Public Enemy did each of these to varying degrees, but it was the group’s charged political bent that made it one of the most popular and controversial rap outfits. The group remains as potent as ever on “New Whirl Odor,” which features the type of jarring, disjointed and bombastic production that is the hallmark of its best work.
Lead rapper Chuck D still has one of the most commanding voices in rap, and he delivers another round of riotous railing against injustice. Even lesser cuts arrive with the type of sonic and lyric force that made Public Enemy so potent on its debut nearly 20 years ago.
Soren Baker, Los Angeles Times
Kate Bush
“Aerial” (Sony) “““
It’s been 12 years since English prog-rock faerie queen Kate Bush released an album. In that time, the 47-year-old musical adventurer’s influence has grown, with artists from Coldplay to PJ Harvey to Andre 3000 of OutKast proclaiming their adoration.
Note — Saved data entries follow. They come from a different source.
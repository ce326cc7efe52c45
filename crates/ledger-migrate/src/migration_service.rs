use std::fs::File;
use std::path::{Path, PathBuf};
use std::str::FromStr;

use chrono::{DateTime, NaiveDate, TimeZone, Utc};
use ledger_config::{BudgetPeriod, CategoriesConfig};
use ledger_core::{BudgetProjectionStore, CoreError, TransactionProjectionStore};
use ledger_domain::event::{BudgetCreated, BudgetPeriodType, CategorizationSource, EventPayload, TransactionCategorized, TransactionImported};
use ledger_domain::Event;
use rust_decimal::Decimal;

use crate::csv_row::CsvRow;
use crate::error::MigrationError;
use crate::timestamp::infer_import_timestamp;

const BUDGET_REFERENCE_DATE: &str = "2025-01-01";
const SAMPLE_SIZE: usize = 10;
const AMOUNT_TOLERANCE: &str = "0.001";

/// Events derived from a single CSV, plus any per-row problems. Errors
/// never abort the batch — a bad row is skipped and recorded.
#[derive(Debug, Default)]
pub struct GeneratedEvents {
    pub events: Vec<Event>,
    pub errors: Vec<String>,
}

#[derive(Debug, Clone, PartialEq)]
pub struct ValidationResult {
    pub is_valid: bool,
    pub errors: Vec<String>,
    pub transaction_count_match: bool,
    pub budget_count_match: bool,
    pub sample_transactions_match: bool,
}

pub struct MigrationService;

impl MigrationService {
    /// Checks preconditions before any mutation: `source_dir` exists and
    /// contains at least one CSV; the target event log is absent, empty,
    /// or `force` is set.
    pub fn check_preconditions(source_dir: &Path, target_is_empty: bool, force: bool) -> Result<(), MigrationError> {
        let has_csv = source_dir.is_dir()
            && std::fs::read_dir(source_dir)
                .map(|mut entries| {
                    entries.any(|e| {
                        e.ok()
                            .map(|e| e.path().extension().map(|ext| ext == "csv").unwrap_or(false))
                            .unwrap_or(false)
                    })
                })
                .unwrap_or(false);
        if !has_csv {
            return Err(MigrationError::NoSourceData(source_dir.display().to_string()));
        }
        if !target_is_empty && !force {
            return Err(MigrationError::TargetNotEmpty);
        }
        Ok(())
    }

    /// For each primary row in `csv_path`, emits one `TransactionImported`
    /// (and, if the row carries a category, one co-timed
    /// `TransactionCategorized`). Non-primary rows are skipped — they are
    /// derived from primaries. Per-row errors accumulate without
    /// aborting the file.
    pub fn generate_transaction_events(csv_path: &Path, now: DateTime<Utc>) -> Result<GeneratedEvents, MigrationError> {
        let file = File::open(csv_path)?;
        let mut reader = csv::ReaderBuilder::new().has_headers(true).from_reader(file);
        let file_name = csv_path
            .file_name()
            .map(|n| n.to_string_lossy().to_string())
            .unwrap_or_default();

        let mut out = GeneratedEvents::default();
        let mut row_num = 1u64; // header occupies row 1
        for record in reader.deserialize::<CsvRow>() {
            row_num += 1;
            let row = match record {
                Ok(row) => row,
                Err(e) => {
                    out.errors.push(format!("{}:{} - {}", csv_path.display(), row_num, e));
                    continue;
                }
            };
            if row.row_type.trim() != "primary" {
                continue;
            }
            if row.transaction_id.trim().is_empty() {
                out.errors.push(format!(
                    "{}:{} - Missing transaction_id",
                    csv_path.display(),
                    row_num
                ));
                continue;
            }
            let date = match NaiveDate::parse_from_str(row.date.trim(), "%Y-%m-%d") {
                Ok(d) => d,
                Err(e) => {
                    out.errors.push(format!("{}:{} - invalid date: {}", csv_path.display(), row_num, e));
                    continue;
                }
            };
            let amount = match Decimal::from_str(row.amount.trim()) {
                Ok(a) => a,
                Err(e) => {
                    out.errors.push(format!("{}:{} - invalid amount: {}", csv_path.display(), row_num, e));
                    continue;
                }
            };

            let import_timestamp = infer_import_timestamp(&file_name, date, now);

            let mut raw_data = std::collections::HashMap::new();
            raw_data.insert("date".to_string(), row.date.clone());
            raw_data.insert("description".to_string(), row.description.clone());
            raw_data.insert("amount".to_string(), row.amount.clone());
            raw_data.insert("account_id".to_string(), row.account_id.clone());

            let imported = EventPayload::TransactionImported(TransactionImported {
                transaction_id: row.transaction_id.clone(),
                date,
                source_file: if row.source_file.is_empty() { file_name.clone() } else { row.source_file.clone() },
                source_account: row.account_id.clone(),
                raw_description: row.description.clone(),
                amount,
                currency: row.currency.clone(),
                raw_data,
            });
            out.events.push(Event::new(import_timestamp, imported));

            let category = row.category.trim();
            if !category.is_empty() {
                let subcategory = row.subcategory.trim();
                if category.contains(':') || subcategory.contains(':') {
                    out.errors.push(format!(
                        "{}:{} - category/subcategory must not contain ':': {:?}/{:?}",
                        csv_path.display(),
                        row_num,
                        category,
                        subcategory
                    ));
                    continue;
                }
                let categorized = EventPayload::TransactionCategorized(TransactionCategorized {
                    transaction_id: row.transaction_id.clone(),
                    category: category.to_string(),
                    subcategory: if subcategory.is_empty() { None } else { Some(subcategory.to_string()) },
                    source: CategorizationSource::User,
                    confidence: None,
                    previous_category: None,
                    previous_subcategory: None,
                    rationale: Some("Migrated from existing ledger".to_string()),
                });
                out.events.push(Event::new(import_timestamp, categorized));
            }
        }
        tracing::info!(
            file = %csv_path.display(),
            events = out.events.len(),
            errors = out.errors.len(),
            "generated transaction events from csv"
        );
        Ok(out)
    }

    /// For each category carrying a `budget`, emits one `BudgetCreated`
    /// with a deterministic budget_id derived from the category name, at
    /// a fixed reference timestamp so re-running migration is idempotent
    /// at the event level (though the projection builder's own
    /// idempotence is what actually prevents duplication on replay).
    /// Budgets are category-level only; subcategory-level budgets in the
    /// config are not migrated (they follow the same rule as the source
    /// this was backfilled from).
    pub fn generate_budget_events(
        config: &CategoriesConfig,
        default_currency: &str,
        timestamp: Option<DateTime<Utc>>,
    ) -> Vec<Event> {
        let reference = timestamp.unwrap_or_else(|| Utc.with_ymd_and_hms(2025, 1, 1, 0, 0, 0).unwrap());
        let start_date = NaiveDate::parse_from_str(BUDGET_REFERENCE_DATE, "%Y-%m-%d").unwrap();

        config
            .categories
            .iter()
            .filter_map(|category| {
                let budget = category.budget.as_ref()?;
                let budget_id = format!("budget-{}", category.name.to_lowercase().replace(' ', "-"));
                let period_type = match budget.period {
                    BudgetPeriod::Monthly => BudgetPeriodType::Monthly,
                    BudgetPeriod::Yearly => BudgetPeriodType::Yearly,
                };
                let payload = EventPayload::BudgetCreated(BudgetCreated {
                    budget_id,
                    category: category.name.clone(),
                    subcategory: None,
                    period_type,
                    start_date,
                    amount: budget.amount,
                    currency: default_currency.to_string(),
                });
                Some(Event::new(reference, payload))
            })
            .collect()
    }

    pub fn validate_migration(
        source_dir: &Path,
        transactions: &dyn TransactionProjectionStore,
        budgets: &dyn BudgetProjectionStore,
        config: &CategoriesConfig,
    ) -> Result<ValidationResult, CoreError> {
        let mut errors = Vec::new();

        let original_count = count_original_transactions(source_dir);
        let projection_count = transactions.get_all(false)?.len();
        let transaction_count_match = original_count == projection_count;
        if !transaction_count_match {
            errors.push(format!(
                "transaction count mismatch: {} in source CSVs, {} in projection",
                original_count, projection_count
            ));
        }

        let config_budget_count = config.categories.iter().filter(|c| c.budget.is_some()).count();
        let projection_budget_count = budgets.get_active()?.len();
        let budget_count_match = config_budget_count == projection_budget_count;
        if !budget_count_match {
            errors.push(format!(
                "budget count mismatch: {} in config, {} active in projection",
                config_budget_count, projection_budget_count
            ));
        }

        let sample_errors = validate_transaction_sample(source_dir, transactions)?;
        let sample_transactions_match = sample_errors.is_empty();
        errors.extend(sample_errors);

        tracing::info!(
            transaction_count_match,
            budget_count_match,
            sample_transactions_match,
            "migration validation complete"
        );

        Ok(ValidationResult {
            is_valid: transaction_count_match && budget_count_match && sample_transactions_match,
            errors,
            transaction_count_match,
            budget_count_match,
            sample_transactions_match,
        })
    }
}

fn csv_files_sorted(dir: &Path) -> Vec<PathBuf> {
    let mut files: Vec<PathBuf> = std::fs::read_dir(dir)
        .map(|entries| {
            entries
                .filter_map(|e| e.ok())
                .map(|e| e.path())
                .filter(|p| p.extension().map(|ext| ext == "csv").unwrap_or(false))
                .collect()
        })
        .unwrap_or_default();
    files.sort();
    files
}

fn count_original_transactions(dir: &Path) -> usize {
    let mut count = 0;
    for path in csv_files_sorted(dir) {
        let Ok(file) = File::open(&path) else { continue };
        let mut reader = csv::ReaderBuilder::new().has_headers(true).from_reader(file);
        for record in reader.deserialize::<CsvRow>() {
            let Ok(row) = record else { continue };
            if row.row_type.trim() == "primary" && !row.transaction_id.trim().is_empty() {
                count += 1;
            }
        }
    }
    count
}

fn validate_transaction_sample(
    dir: &Path,
    transactions: &dyn TransactionProjectionStore,
) -> Result<Vec<String>, CoreError> {
    let tolerance = Decimal::from_str(AMOUNT_TOLERANCE).unwrap();
    let mut errors = Vec::new();
    let mut sampled = 0usize;

    'files: for path in csv_files_sorted(dir) {
        let Ok(file) = File::open(&path) else { continue };
        let mut reader = csv::ReaderBuilder::new().has_headers(true).from_reader(file);
        for record in reader.deserialize::<CsvRow>() {
            if sampled >= SAMPLE_SIZE {
                break 'files;
            }
            let Ok(row) = record else { continue };
            if row.row_type.trim() != "primary" || row.transaction_id.trim().is_empty() {
                continue;
            }
            sampled += 1;

            let Some(projected) = transactions.get(row.transaction_id.trim())? else {
                errors.push(format!("transaction {} missing from projection", row.transaction_id));
                continue;
            };

            if row.date.trim() != projected.transaction_date.format("%Y-%m-%d").to_string() {
                errors.push(format!(
                    "transaction {} date mismatch: source {} vs projection {}",
                    row.transaction_id, row.date, projected.transaction_date
                ));
            }

            if let Ok(expected_amount) = Decimal::from_str(row.amount.trim()) {
                if (expected_amount - projected.amount).abs() > tolerance {
                    errors.push(format!(
                        "transaction {} amount mismatch: source {} vs projection {}",
                        row.transaction_id, expected_amount, projected.amount
                    ));
                }
            }

            let expected_category = {
                let trimmed = row.category.trim();
                if trimmed.is_empty() { None } else { Some(trimmed.to_string()) }
            };
            if expected_category != projected.category {
                errors.push(format!(
                    "transaction {} category mismatch: source {:?} vs projection {:?}",
                    row.transaction_id, expected_category, projected.category
                ));
            }

            let expected_subcategory = {
                let trimmed = row.subcategory.trim();
                if trimmed.is_empty() { None } else { Some(trimmed.to_string()) }
            };
            if expected_subcategory != projected.subcategory {
                errors.push(format!(
                    "transaction {} subcategory mismatch: source {:?} vs projection {:?}",
                    row.transaction_id, expected_subcategory, projected.subcategory
                ));
            }
        }
    }
    Ok(errors)
}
If anyone was concerned that motherhood and middle age had ironed out Bush’s eccentricities, not to worry. “Aerial” is a 16-song, double-disc collection divided into two parts, titled “A Sea of Honey” and “A Sky of Honey.” One song features Bush repeating the words “washing machine” as she melds the corporeal and ethereal; another builds a chorus out of the decimal digits of pi.
All the traits that make Bush a love-her-or-blame-her-for-Tori- Amos artist are present – she sings along with birds, and tends toward New Age-y mysticism. The good news is that Bush’s flair for harmonic invention is intact, and songs like “A Coral Room,” written for her late mother, combine undeniable beauty with emotional resonance.